Acontece que a fome é permanente, enquanto a crise financeira é de momento. São dimensões diferentes, uma demandando programa duradouro e progressivo, e a outra, uma ação rápida, incisiva, mas tão curta e econômica quanto possível.
Infelizmente, o presidente está certo quando denuncia que nem existe programa sério e abrangente contra a fome em nível mundial nem que teria havido parcimônia no enorme programa tapa-buracos do resgate bancário ora em curso.
Quando feitas as contas, que estão longe de estar fechadas, o salvamento do sistema financeiro ficará perto de 20% do PIB mundial, algo na faixa de US$ 10 trilhões. Essa soma astronômica se acrescentará à dívida dos governos, pressionando juros para cima e reduzindo a capacidade financeira dos países ricos em ajudar os pobres e de realizar muitos investimentos na segurança climática.
É, portanto, uma situação bem pior do que o mero “desperdício” apontado por Lula no seu discurso. Os efeitos retardados da congestão financeira nos países ricos ainda trarão graves consequências defasadas à segurança alimentar mundial. Mas o Brasil, que pode exportar “tecnologia de Bolsa Família” e que pode até exportar lideranças de nível internacional, como o próprio presidente, deveria estimular uma outra revolução, que é a da produtividade agrícola em regiões de condição climática semelhantes às do país. O emprego de técnicas economizadoras de água e o teste de novas variedades de sementes mais resistentes e produtivas seriam respostas mais inteligentes aos países que hoje sofrem com a baixa produtividade agrícola em vastas regiões da África e mesmo em países vizinhos de nosso continente.

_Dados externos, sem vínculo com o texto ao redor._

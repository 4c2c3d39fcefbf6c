//! Core data model shared by all pipeline components.
//!
//! - [`Document`] - a plain-text record with a stable, content-derived id
//! - [`ByteStream`] - in-memory file content with optional metadata
//! - [`FileSource`] - the input union accepted by file converters
//! - [`ConverterOutput`] - the declared outputs of a conversion call

use serde::{Deserialize, Serialize};
use sha2::{Digest, Sha256};
use std::collections::BTreeMap;
use std::fmt;
use std::path::{Path, PathBuf};

/// String-keyed JSON metadata attached to documents and byte streams.
pub type MetadataMap = BTreeMap<String, serde_json::Value>;

/// A plain-text document record produced by a converter.
///
/// The id is derived from the document's content when it is constructed and
/// is never recomputed implicitly: a `Document` is created once, returned to
/// the caller, and not mutated afterwards.
#[derive(Debug, Clone, PartialEq, Serialize, Deserialize)]
pub struct Document {
    /// Stable content-derived identifier (lowercase hex SHA-256).
    pub id: String,

    /// Extracted text. May be empty when the source had no text layer.
    pub text: String,

    /// Caller-supplied metadata. Converters leave this empty.
    #[serde(default, skip_serializing_if = "BTreeMap::is_empty")]
    pub metadata: MetadataMap,

    /// The attribute names the id was derived from. Empty means the default
    /// derivation over all content fields.
    #[serde(default, skip_serializing_if = "Vec::is_empty")]
    pub id_hash_keys: Vec<String>,
}

impl Document {
    /// Create a document with the default identity derivation.
    pub fn new(text: impl Into<String>) -> Self {
        Self::with_id_hash_keys(text, Vec::new())
    }

    /// Create a document whose identity is derived from the named attributes.
    ///
    /// Each entry resolves to `text`, `metadata`, or a metadata field of that
    /// name; names that resolve to nothing still participate in the hash, so
    /// distinct key lists always yield distinct ids.
    pub fn with_id_hash_keys(text: impl Into<String>, id_hash_keys: Vec<String>) -> Self {
        let text = text.into();
        let metadata = MetadataMap::new();
        let id = derive_id(&text, &metadata, &id_hash_keys);
        Self {
            id,
            text,
            metadata,
            id_hash_keys,
        }
    }

    /// Replace the metadata map, re-deriving the id.
    #[must_use]
    pub fn with_metadata(mut self, metadata: MetadataMap) -> Self {
        self.metadata = metadata;
        self.id = derive_id(&self.text, &self.metadata, &self.id_hash_keys);
        self
    }
}

/// Derive a document id by hashing the selected attributes.
///
/// Key names and resolved values are separated by NUL sentinels so that
/// concatenation cannot alias across field boundaries. Metadata values hash
/// through their canonical JSON rendering; `BTreeMap` ordering keeps the
/// digest deterministic.
fn derive_id(text: &str, metadata: &MetadataMap, id_hash_keys: &[String]) -> String {
    let mut hasher = Sha256::new();

    let hash_metadata = |hasher: &mut Sha256| {
        for (key, value) in metadata {
            hasher.update(key.as_bytes());
            hasher.update([0u8]);
            hasher.update(value.to_string().as_bytes());
            hasher.update([0u8]);
        }
    };

    if id_hash_keys.is_empty() {
        hasher.update(text.as_bytes());
        hasher.update([0u8]);
        hash_metadata(&mut hasher);
    } else {
        for key in id_hash_keys {
            hasher.update(key.as_bytes());
            hasher.update([0u8]);
            match key.as_str() {
                "text" => hasher.update(text.as_bytes()),
                "metadata" => hash_metadata(&mut hasher),
                other => {
                    if let Some(value) = metadata.get(other) {
                        hasher.update(value.to_string().as_bytes());
                    }
                }
            }
            hasher.update([0u8]);
        }
    }

    hex::encode(hasher.finalize())
}

/// In-memory file content, used when no file-system path is available.
#[derive(Debug, Clone, PartialEq, Serialize, Deserialize)]
pub struct ByteStream {
    /// Raw file bytes.
    pub data: Vec<u8>,

    /// Optional metadata describing the stream (origin, MIME type, ...).
    #[serde(default, skip_serializing_if = "BTreeMap::is_empty")]
    pub metadata: MetadataMap,
}

impl ByteStream {
    pub fn new(data: Vec<u8>) -> Self {
        Self {
            data,
            metadata: MetadataMap::new(),
        }
    }

    /// Attach a metadata entry.
    #[must_use]
    pub fn with_metadata(mut self, key: impl Into<String>, value: serde_json::Value) -> Self {
        self.metadata.insert(key.into(), value);
        self
    }

    /// Read a file eagerly into a stream. IO errors bubble up unchanged.
    pub fn from_file_path(path: impl AsRef<Path>) -> crate::Result<Self> {
        let data = std::fs::read(path.as_ref())?;
        Ok(Self::new(data))
    }
}

/// A single converter input: a file-system path or an in-memory byte stream.
///
/// The union is closed; converters match it exhaustively, so no third input
/// kind can reach them.
#[derive(Debug, Clone, PartialEq)]
pub enum FileSource {
    /// Path to a file on disk.
    Path(PathBuf),
    /// File content held in memory.
    Stream(ByteStream),
}

impl fmt::Display for FileSource {
    fn fmt(&self, f: &mut fmt::Formatter<'_>) -> fmt::Result {
        match self {
            FileSource::Path(path) => write!(f, "{}", path.display()),
            FileSource::Stream(stream) => {
                write!(f, "<in-memory byte stream of {} bytes>", stream.data.len())
            }
        }
    }
}

impl From<PathBuf> for FileSource {
    fn from(path: PathBuf) -> Self {
        FileSource::Path(path)
    }
}

impl From<&Path> for FileSource {
    fn from(path: &Path) -> Self {
        FileSource::Path(path.to_path_buf())
    }
}

impl From<&str> for FileSource {
    fn from(path: &str) -> Self {
        FileSource::Path(PathBuf::from(path))
    }
}

impl From<String> for FileSource {
    fn from(path: String) -> Self {
        FileSource::Path(PathBuf::from(path))
    }
}

impl From<ByteStream> for FileSource {
    fn from(stream: ByteStream) -> Self {
        FileSource::Stream(stream)
    }
}

/// The declared outputs of a conversion call.
///
/// Serializes to the mapping `{"documents": [...]}`. Documents appear in the
/// relative order of their inputs; skipped inputs are simply absent.
#[derive(Debug, Clone, PartialEq, Serialize, Deserialize)]
pub struct ConverterOutput {
    pub documents: Vec<Document>,
}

Os efeitos multiplicativos da pesquisa agrícola aplicada, como poderoso fator de redução da pobreza no campo, bem como elemento crucial da fartura alimentar a longo prazo, deveriam ganhar mais destaque nos discursos presidenciais. Esse é o grande serviço que o nosso Brasil ainda pode prestar aos pobres do mundo: não só distribuir latas de sardinha mas emprestar varas de pescar e as técnicas do seu emprego.
Fonte: Jornal Folha de S. Paulo, publicado em 18 de Novembro de 2009.